**Exercise prompt**.
Using the listing below, count every line that contains the word "Deserialize"; respond with the count alone.

**Given records**.
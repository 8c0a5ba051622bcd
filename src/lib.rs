//! # annobatch
//!
//! Batching client for hosted text and vision annotation APIs (sentiment,
//! key-phrase, entity, and vision analysis) with deterministic
//! response-to-source correlation.
//!
//! ## Overview
//!
//! The service accepts at most 25 documents per request and may reorder or
//! omit entries in its reply. This crate owns the whole round trip:
//! partitioning an arbitrary-size input set into service-sized batches,
//! building the endpoint-specific request body, performing the
//! authenticated POST exchange, and re-associating each response record
//! with the originating input record by id.
//!
//! ## Quick Start
//!
//! ```rust,no_run
//! use annobatch::{AnnotateClient, Record};
//!
//! #[tokio::main]
//! async fn main() -> annobatch::Result<()> {
//!     let client = AnnotateClient::builder()
//!         .base_url("https://westus2.api.cognitive.example.com")
//!         .subscription_key("your-key")
//!         .build()?;
//!
//!     let articles = vec![
//!         Record::new(1).with_property("body", "The launch went flawlessly."),
//!         Record::new(2).with_property("body", "Delays again. Unacceptable."),
//!     ];
//!
//!     for result in client.sentiment(&articles, "body", &[]).await? {
//!         println!("{:?} -> {:?}", result.entity.map(|e| e.id), result.record);
//!     }
//!     Ok(())
//! }
//! ```
//!
//! ## Module Organization
//!
//! | Module | Description |
//! |--------|-------------|
//! | [`client`] | High-level client: partition, dispatch, correlate |
//! | [`transport`] | Authenticated POST exchange for one batch |
//! | [`endpoint`] | Capability enum and static path table |
//! | [`input`] | Input normalization into flat document lists |
//! | [`batch`] | Partitioning and per-batch outcome collection |
//! | [`correlate`] | Id-based response-to-entity matching |
//! | [`types`] | `Document`, `Entity` seam, response records |

pub mod batch;
pub mod client;
pub mod correlate;
pub mod endpoint;
pub mod input;
pub mod transport;
pub mod types;

// Re-export main types for convenience
pub use batch::{partition, BatchOutcome, MAX_BATCH_SIZE};
pub use client::{AnnotateClient, AnnotateClientBuilder};
pub use correlate::{correlate, Correlated};
pub use endpoint::Capability;
pub use input::AnalysisInput;
pub use transport::{Payload, TransportClient, SUBSCRIPTION_KEY_HEADER};
pub use types::{Document, Entity, Record, ResponseRecord};

/// Result type alias for the library
pub type Result<T> = std::result::Result<T, Error>;

/// Error type for the library
pub mod error;
pub use error::Error;
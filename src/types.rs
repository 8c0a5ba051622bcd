//! Core wire and caller-facing types.

use serde::{Deserialize, Serialize};
use std::collections::HashMap;

/// A single document submitted for analysis.
///
/// `id` is caller-assigned (typically the identity of the originating
/// entity) and must be unique within a batch; the service echoes it back
/// so responses can be re-associated with their source.
#[derive(Debug, Clone, PartialEq, Eq, Serialize, Deserialize)]
pub struct Document {
    pub id: i64,
    pub text: String,
}

impl Document {
    pub fn new(id: i64, text: impl Into<String>) -> Self {
        Self {
            id,
            text: text.into(),
        }
    }
}

/// One record returned by the service for one document.
///
/// The per-document fields are open-ended (scores, phrases, recognized
/// entities, ...) so the record stays a raw JSON map; only the `id` field
/// has a contract, enforced during correlation.
pub type ResponseRecord = serde_json::Map<String, serde_json::Value>;

/// The seam to the caller's record store.
///
/// Callers supply anything with a numeric identity and named string
/// properties; the batcher pulls the text to analyze out of one named
/// property, and the correlator finds entities back by identity.
pub trait Entity {
    fn identity(&self) -> i64;
    fn property(&self, name: &str) -> Option<&str>;
}

/// Plain owned entity for tests and callers without their own store.
#[derive(Debug, Clone, Default)]
pub struct Record {
    pub id: i64,
    pub properties: HashMap<String, String>,
}

impl Record {
    pub fn new(id: i64) -> Self {
        Self {
            id,
            properties: HashMap::new(),
        }
    }

    pub fn with_property(mut self, name: impl Into<String>, value: impl Into<String>) -> Self {
        self.properties.insert(name.into(), value.into());
        self
    }
}

impl Entity for Record {
    fn identity(&self) -> i64 {
        self.id
    }

    fn property(&self, name: &str) -> Option<&str> {
        self.properties.get(name).map(String::as_str)
    }
}
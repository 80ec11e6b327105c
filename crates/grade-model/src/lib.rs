//! Grade Prediction Models
//!
//! Registry of per-(subject, gender, period) models and the final-period
//! (G3) prediction operation over validated feature records.

mod engine;
mod error;
mod model;

pub use engine::{Gender, GradeLevel, ModelKey, ModelRegistry, Period, Prediction, Subject};
pub use error::ModelError;
pub use model::LinearModel;
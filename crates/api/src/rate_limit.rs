//! Rate Limiting Middleware using GCRA Algorithm
//!
//! Per-IP rate limiting via tower_governor. GCRA enforces the quota without
//! background sweeps; responses carry X-RateLimit-* headers.

use crate::config::RateLimitSettings;
use governor::middleware::StateInformationMiddleware;
use std::sync::Arc;
use tower_governor::governor::GovernorConfigBuilder;
use tower_governor::key_extractor::PeerIpKeyExtractor;

/// Governor config with per-IP keys and quota headers
pub type DefaultGovernorConfig =
    tower_governor::governor::GovernorConfig<PeerIpKeyExtractor, StateInformationMiddleware>;

/// Build the governor config for `GovernorLayer`.
///
/// Uses PeerIpKeyExtractor, so the service must be served with
/// `into_make_service_with_connect_info::<SocketAddr>()`.
pub fn create_governor_config(settings: &RateLimitSettings) -> Arc<DefaultGovernorConfig> {
    Arc::new(
        GovernorConfigBuilder::default()
            .per_second(settings.per_second)
            .burst_size(settings.burst_size)
            .use_headers()
            .finish()
            .unwrap(),
    )
}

**Result for this exercise**.
2